From: Charles Hooper <hooperc2000_at_yahoo.com>
Date: Tue, 29 Jan 2008 15:17:10 -0800 (PST)
Message-ID: <623903e3-3844-428c-843c-57f51ea0be2d@e23g2000prf.googlegroups.com>


On Jan 29, 5:54 pm, joel garry <joel-ga..._at_home.com> wrote:
> On Jan 29, 1:36 pm, "bobdu..._at_gmail.com" <bobdu..._at_gmail.com> wrote:
> > On Jan 29, 2:53 pm, joel garry <joel-ga..._at_home.com> wrote:
>
> > > On Jan 29, 6:39 am, "bobdu..._at_gmail.com" <bobdu..._at_gmail.com> wrote:
>
> > > > On Jan 28, 7:17 pm, joel garry <joel-ga..._at_home.com> wrote:
>
> > > > > On Jan 28, 7:40 am, "bobdu..._at_gmail.com" <bobdu..._at_gmail.com> wrote:
>
> > > > > > Hi,
>
> > > > > > I have a basic event table in my 10g database, primary integer key,
> > > > > > and a nonnull timestamp "eventdate" field.  When executing the
> > > > > > following command:
>
> > > > > > select min(eventdate) from events;
>
> > > > > > It can occasionally take a VERY long time.  There is a standard btree
> > > > > > index on "eventdate", and roughly 20 other columns, a few of which
> > > > > > also have basic btree indexes.
>
> > > > > Well, I'm guessing that your 20 column index is just not the best one
> > > > > for your min.  What happens if you make a btree index on just that
> > > > > eventdate column?  It's been my experience that any table with more
> > > > > than a few columns in an index isn't properly normalized.
>
> > > > > There might be bug/patch issues, too.  timestamp is relatively new,
> > > > > and you are using an unpatched base release.
>
> > > > > How are you loading this table?  What is the exact definition of the
> > > > > index?
>
> > > > > jg
> > > > > --
> > > > > @home.com is bogus.http://www.spacefem.com/hydrox/
>
> > > > All the indexes on the table only span ONE column, not all!  Here's
> > > > the ddl (i've modified some names, none of the content has been
> > > > changed):
>
> > > Sorry 'bout that!
>
> > > Charles has bought up a good point about concurrency, and it makes me
> > > wonder if you've done mass deletes on this table.  Have you tried
> > > recreating the index?  (See Richard Foote's blog about indices, the
> > > general advice is you don't need to rebuild indices, but there are
> > > certain odd situations which you can and should check for if you are
> > > seeing noticeable issues.  I'm wondering if you've made a realllllly
> > > sparse index, and why Oracle wouldn't be smart enough to find the min
> > > right away.).
>
> > > I'm also idly wondering if delayed block cleanout can be involved
> > > (google for details).  Postulating a mass delete, followed by a simple
> > > inquiry that has to traverse all the deleted blocks and write them
> > > out.  If you are getting consistent results doing Charles' traces, it
> > > wouldn't be this.  But I'm focused on the description of "It can
> > > occasionally take a VERY long time" and am wondering what is different
> > > at those occasions.  Have you checked wait states at those times?

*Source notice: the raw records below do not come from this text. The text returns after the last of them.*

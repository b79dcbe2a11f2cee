//! Fold/edit/confirm/cancel state machine.
//!
//! ```text
//!              edit()
//!  Collapsed ─────────► Editing
//!      ▲                  │
//!      └──────────────────┘
//!   confirm() [ready] / cancel()
//!
//!  Expanded: no transitions (nothing to collapse to)
//! ```
//!
//! Transitions take the current state and return the next one. A rejected
//! confirm leaves the caller holding the unchanged `Editing` state.

use tracing::debug;

use super::{InputDraftStore, ValidationGate};
use crate::Result;
use crate::models::{InputDraft, PanelMode, PanelState, SavedInputs, VariableSchema};

/// Result of a confirm attempt.
#[derive(Debug, Clone, PartialEq, Eq)]
pub enum Confirmation {
    /// The draft was accepted and becomes the new saved snapshot.
    Committed {
        /// Next panel state (collapsed).
        state: PanelState,
        /// Snapshot to hand to the owner.
        saved: SavedInputs,
    },
    /// Not editing; nothing happened.
    Ignored(PanelState),
}

/// Result of a cancel.
#[derive(Debug, Clone, PartialEq, Eq)]
pub struct Cancellation {
    /// Next panel state.
    pub state: PanelState,
    /// Draft after discarding edits.
    pub draft: InputDraft,
}

/// Panel transitions.
#[derive(Debug, Clone, Copy, Default)]
pub struct PanelStateMachine {
    gate: ValidationGate,
    store: InputDraftStore,
}

impl PanelStateMachine {
    /// Creates a new state machine.
    #[must_use]
    pub const fn new() -> Self {
        Self {
            gate: ValidationGate::new(),
            store: InputDraftStore::new(),
        }
    }

    /// `Collapsed → Editing`; no-op from any other state.
    #[must_use]
    pub fn edit(&self, state: PanelState) -> PanelState {
        match state.mode {
            PanelMode::Collapsed => PanelState::new(PanelMode::Editing),
            PanelMode::Expanded | PanelMode::Editing => {
                debug!(mode = %state.mode, "edit ignored");
                state
            },
        }
    }

    /// Accepts `draft` as the new saved snapshot when it is complete.
    ///
    /// # Errors
    ///
    /// Returns [`crate::Error::MissingRequiredVariable`] for the first empty
    /// required variable; the panel stays in `Editing`.
    pub fn confirm(
        &self,
        state: PanelState,
        schema: &VariableSchema,
        draft: &InputDraft,
    ) -> Result<Confirmation> {
        if state.mode != PanelMode::Editing {
            debug!(mode = %state.mode, "confirm ignored");
            return Ok(Confirmation::Ignored(state));
        }

        self.gate.check(schema, draft).into_result()?;

        Ok(Confirmation::Committed {
            state: PanelState::new(PanelMode::Collapsed),
            saved: SavedInputs::new(draft.clone()),
        })
    }

    /// Discards edits and collapses. No-op outside `Editing`.
    ///
    /// Without a saved snapshot the draft falls back to schema defaults.
    #[must_use]
    pub fn cancel(
        &self,
        state: PanelState,
        schema: &VariableSchema,
        draft: &InputDraft,
        saved: Option<&SavedInputs>,
    ) -> Cancellation {
        if state.mode != PanelMode::Editing {
            debug!(mode = %state.mode, "cancel ignored");
            return Cancellation {
                state,
                draft: draft.clone(),
            };
        }

        let draft = match saved {
            Some(saved) => self.store.reset(draft, saved),
            None => self.store.initialize(schema, None),
        };
        Cancellation {
            state: PanelState::new(PanelMode::Collapsed),
            draft,
        }
    }

    /// Checks whether a chat may start with `draft`.
    ///
    /// # Errors
    ///
    /// Returns [`crate::Error::MissingRequiredVariable`] when
    /// `requires_complete_inputs` is set and the draft is incomplete.
    pub fn check_start_chat(
        &self,
        schema: &VariableSchema,
        draft: &InputDraft,
        requires_complete_inputs: bool,
    ) -> Result<()> {
        if !requires_complete_inputs {
            return Ok(());
        }
        self.gate.check(schema, draft).into_result()
    }
}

> > > Maybe there's more than one thing wrong here - for example, slow disks
> > > plus disks overwhelmed with with I/O while archiving logs plus
> > > concurrency issues.  Also, I have a vague thought of some process like
> > > MMON going nuts, are you seeing unexplained extremely high processor
> > > usage at times?
>
> > > > CREATE TABLE "MYSCHEMA"."EVENTS"
> > > > ( "EVENTID" NUMBER,
> > > > "EVENTDATE" TIMESTAMP(6) NOT NULL ,
> > > > "HOSTID" NUMBER NOT NULL ,
> > > > "DIRECTION" NUMBER NOT NULL ,
> > > > "INTERFACE" NVARCHAR2(17),
> > > > "FRAME" NUMBER NOT NULL ,
> > > > "SOURCEMAC" NVARCHAR2(17),
> > > > "DESTINATIONMAC" NVARCHAR2(17),
> > > > "PROTOCOL" NUMBER NOT NULL ,
> > > > "FLAGS" NVARCHAR2(64),
> > > > "SOURCEIP" NVARCHAR2(15),
> > > > "SOURCEPORT" NUMBER NOT NULL ,
> > > > "DESTINATIONIP" NVARCHAR2(15),
> > > > "DESTINATIONPORT" NUMBER NOT NULL ,
> > > > "PACKETSIZE" NUMBER NOT NULL ,
> > > > "TYPE" NUMBER NOT NULL ,
> > > > "ACTION" NUMBER NOT NULL ,
> > > > "ITEMID" NUMBER,
> > > > "REPEATCOUNT" NUMBER NOT NULL ,
> > > > "ENDEVENTDATE" TIMESTAMP(6),
> > > > "RANK" NUMBER,
> > > > "HOSTASSETVALUE" NUMBER(5),
> > > > "FILTERSEVERITYVALUE" NUMBER(5),
> > > > PRIMARY KEY ("EVENTID") VALIDATE )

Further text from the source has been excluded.